Posted in , , , , , , Wed, 05 Sep 2007 04:38:00 GMT

I've worked on a number of database-driven projects and no matter how much people want database abstraction, it was always difficult to code and maintain. I was recently reminded of this when I read this Drupal article on dropping PostgreSQL support. Not only can it be difficult to maintain support for multiple databases, but it may be difficult to find developers.

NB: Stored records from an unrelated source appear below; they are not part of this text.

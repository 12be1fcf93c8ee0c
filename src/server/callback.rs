//! `POST /automation/callback`

use axum::{
    Json,
    body::Bytes,
    extract::State,
    http::{HeaderMap, StatusCode},
    response::IntoResponse,
};
use serde_json::json;
use tracing::{error, warn};

use super::{ApiResponse, AppState, failure};
use crate::error::CallbackError;
use crate::publish::{CallbackRequest, SECRET_HEADER};

/// The secret is checked before the body is parsed.
pub async fn callback(
    State(state): State<AppState>,
    headers: HeaderMap,
    body: Bytes,
) -> impl IntoResponse {
    let secret = headers.get(SECRET_HEADER).and_then(|v| v.to_str().ok());
    if let Err(e) = state.callbacks.authorize(secret) {
        return callback_failure(e);
    }

    let request: CallbackRequest = match serde_json::from_slice(&body) {
        Ok(request) => request,
        Err(e) => {
            return callback_failure(CallbackError::InvalidPayload(format!(
                "malformed callback body: {e}"
            )));
        }
    };

    match state.callbacks.handle(secret, request).await {
        Ok(outcome) => (
            StatusCode::OK,
            Json(json!({ "success": true, "outcome": outcome })),
        ),
        Err(e) => callback_failure(e),
    }
}

fn callback_failure(e: CallbackError) -> ApiResponse {
    let status = match &e {
        CallbackError::Unauthorized => StatusCode::UNAUTHORIZED,
        CallbackError::TableNotAllowed(_)
        | CallbackError::UnknownAction(_)
        | CallbackError::InvalidPayload(_) => StatusCode::BAD_REQUEST,
        CallbackError::NotFound { .. } => StatusCode::NOT_FOUND,
        CallbackError::Database(_) => StatusCode::INTERNAL_SERVER_ERROR,
    };
    if status.is_server_error() {
        error!(error = %e, "Automation callback failed");
    } else {
        warn!(error = %e, status = %status, "Automation callback rejected");
    }
    failure(status, e)
}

One solution of modern programming is to move database abstraction from the code to the infrastructure using a ORM (Object-Relational Mapper) or Data Mapper. A ORM and Data Mapper abstracts the database for you so you no longer have to do tie db abstraction to each app. Not only does it let you code once for multiple databases it lets your users migrate their data from one database to another. This blog runs Typo which is based on Ruby on Rails and ActiveRecord. I've been contemplating migrating Typo from MySQL to PostgreSQL and I've been told that it would be as simple as exporting the data with YAML, updating the database.yml file and importing the data. I haven't gotten around to doing it yet but it is a powerful idea. ActiveRecord is a data mapper and isn't as flexible as a full blown ORM but it gets the job done for the most part. For a full-blown ORM, I think of Perl's DBIx::Class which provides a full OO interface to the RDBMS allowing you to code just once for multiple DBs without limiting you when you want to use some esoteric database-specific SQL. DBIx::Class is often used with the Catalyst Framework but is also used by itself.

There are PHP frameworks out there like Symfony and Cake but do any of them have stand-alone ORMs? If so, could Drupal move to something like that and solve their maintainership problems once and for all? Drupal is part of the Go PHP5 effort so there should be no issue using PHP 5 OO. Something to think about for the Drupal folks if a PHP ORM is available.